- _Data under study_:
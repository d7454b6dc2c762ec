//! Scan pipeline: file snapshots -> scanner -> JSON store -> Parquet

use crate::common::*;
use chrono::Utc;
use std::sync::Arc;
use unusual_flow::continuity::ContinuityTracker;
use unusual_flow::data::SignalParquetWriter;
use unusual_flow::provider::{CacheConfig, CachedProvider, FileChainProvider};
use unusual_flow::scan::{ScanConfig, ScanError, Scanner};
use unusual_flow::signal::Grade;
use unusual_flow::store::{JsonFileStore, SignalStore};

fn fast_config() -> ScanConfig {
    ScanConfig {
        cooldown_secs: 0,
        ..ScanConfig::default()
    }
}

#[tokio::test]
async fn test_scan_cycle_persists_signals() {
    let snapshots = tempfile::tempdir().unwrap();
    let now = Utc::now();
    write_snapshot(
        snapshots.path(),
        &create_test_chain("XYZ", now),
        Some(&create_test_baseline("XYZ")),
    );
    write_snapshot(
        snapshots.path(),
        &create_test_chain("ABC", now),
        Some(&create_test_baseline("ABC")),
    );

    let scanner = Scanner::new(FileChainProvider::new(snapshots.path()), fast_config());
    let store_dir = tempfile::tempdir().unwrap();
    let store_path = store_dir.path().join("signals.json");
    let store = Arc::new(JsonFileStore::open(&store_path).await.unwrap());
    let tracker = ContinuityTracker::with_defaults(store.clone());

    let report = scanner
        .run_cycle(&tickers(&["XYZ", "ABC", "MISSING"]), &tracker)
        .await
        .unwrap();

    assert_eq!(report.scan.summary.tickers_scanned, 3);
    assert_eq!(report.scan.summary.unavailable, 1);
    assert_eq!(report.scan.signals.len(), 2);
    assert!(report.scan.signals.iter().all(|s| s.grade >= Grade::C));
    assert_eq!(report.continuity.new_count, 2);
    assert_eq!(report.continuity.failed_count, 0);

    // Reopen from disk
    let reopened = JsonFileStore::open(&store_path).await.unwrap();
    let active = reopened.list_signals(true).await.unwrap();
    assert_eq!(active.len(), 2);
    assert!(active.iter().all(|s| s.detection_count == 1));
    assert!(active.iter().all(|s| s.signal_group_id == s.id));
}

#[tokio::test]
async fn test_repeat_scan_updates_existing_groups() {
    let snapshots = tempfile::tempdir().unwrap();
    write_snapshot(
        snapshots.path(),
        &create_test_chain("XYZ", Utc::now()),
        Some(&create_test_baseline("XYZ")),
    );

    let provider = CachedProvider::new(
        FileChainProvider::new(snapshots.path()),
        &CacheConfig::default(),
    );
    let scanner = Scanner::new(provider, fast_config());
    let store_dir = tempfile::tempdir().unwrap();
    let store = Arc::new(
        JsonFileStore::open(store_dir.path().join("signals.json"))
            .await
            .unwrap(),
    );
    let tracker = ContinuityTracker::with_defaults(store.clone());

    let first = scanner.run_cycle(&tickers(&["XYZ"]), &tracker).await.unwrap();
    assert_eq!(first.continuity.new_count, 1);
    let original = store.list_signals(true).await.unwrap().remove(0);

    let second = scanner.run_cycle(&tickers(&["XYZ"]), &tracker).await.unwrap();
    assert_eq!(second.continuity.new_count, 0);
    assert_eq!(second.continuity.updated_count, 1);

    let rows = store.list_signals(false).await.unwrap();
    assert_eq!(rows.len(), 1);
    assert_eq!(rows[0].id, original.id);
    assert_eq!(rows[0].signal_group_id, original.signal_group_id);
    assert_eq!(rows[0].first_detected_at, original.first_detected_at);
    assert_eq!(rows[0].detection_count, 2);
}

#[tokio::test]
async fn test_all_tickers_rate_limited_or_missing_data() {
    let snapshots = tempfile::tempdir().unwrap();
    let scanner = Scanner::new(FileChainProvider::new(snapshots.path()), fast_config());

    // Missing data is not an outage
    let report = scanner.scan(&tickers(&["AAA", "BBB"])).await.unwrap();
    assert_eq!(report.summary.unavailable, 2);
    assert!(report.signals.is_empty());

    std::fs::write(snapshots.path().join("BAD.chain.json"), b"{oops").unwrap();
    let result = scanner.scan(&tickers(&["BAD"])).await;
    assert!(matches!(result, Err(ScanError::ProviderOutage { tickers: 1 })));
}

#[tokio::test]
async fn test_scan_then_export_parquet() {
    let snapshots = tempfile::tempdir().unwrap();
    let now = Utc::now();
    write_snapshot(
        snapshots.path(),
        &create_test_chain("XYZ", now),
        Some(&create_test_baseline("XYZ")),
    );
    let scanner = Scanner::new(FileChainProvider::new(snapshots.path()), fast_config());
    let report = scanner.scan(&tickers(&["XYZ"])).await.unwrap();
    assert_eq!(report.signals.len(), 1);

    let out = tempfile::tempdir().unwrap();
    let writer = SignalParquetWriter::new(out.path());
    let path = writer.write(&report.signals, now).unwrap().unwrap();
    assert!(path.exists());
    assert_eq!(path, writer.file_path(now));
}

#[tokio::test]
async fn test_missing_baseline_still_grades() {
    let snapshots = tempfile::tempdir().unwrap();
    write_snapshot(snapshots.path(), &create_test_chain("XYZ", Utc::now()), None);

    let scanner = Scanner::new(FileChainProvider::new(snapshots.path()), fast_config());
    let report = scanner.scan(&tickers(&["XYZ"])).await.unwrap();
    assert_eq!(report.summary.failed, 0);
    assert!(report.summary.graded >= 1);
}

- _Instructions for the task_:
Where a line in the listing above contains "summary", copy that line.

- _Exercise result_:
    assert_eq!(report.scan.summary.tickers_scanned, 3);
    assert_eq!(report.scan.summary.unavailable, 1);
    assert_eq!(report.summary.unavailable, 2);
    assert_eq!(report.summary.failed, 0);
    assert!(report.summary.graded >= 1);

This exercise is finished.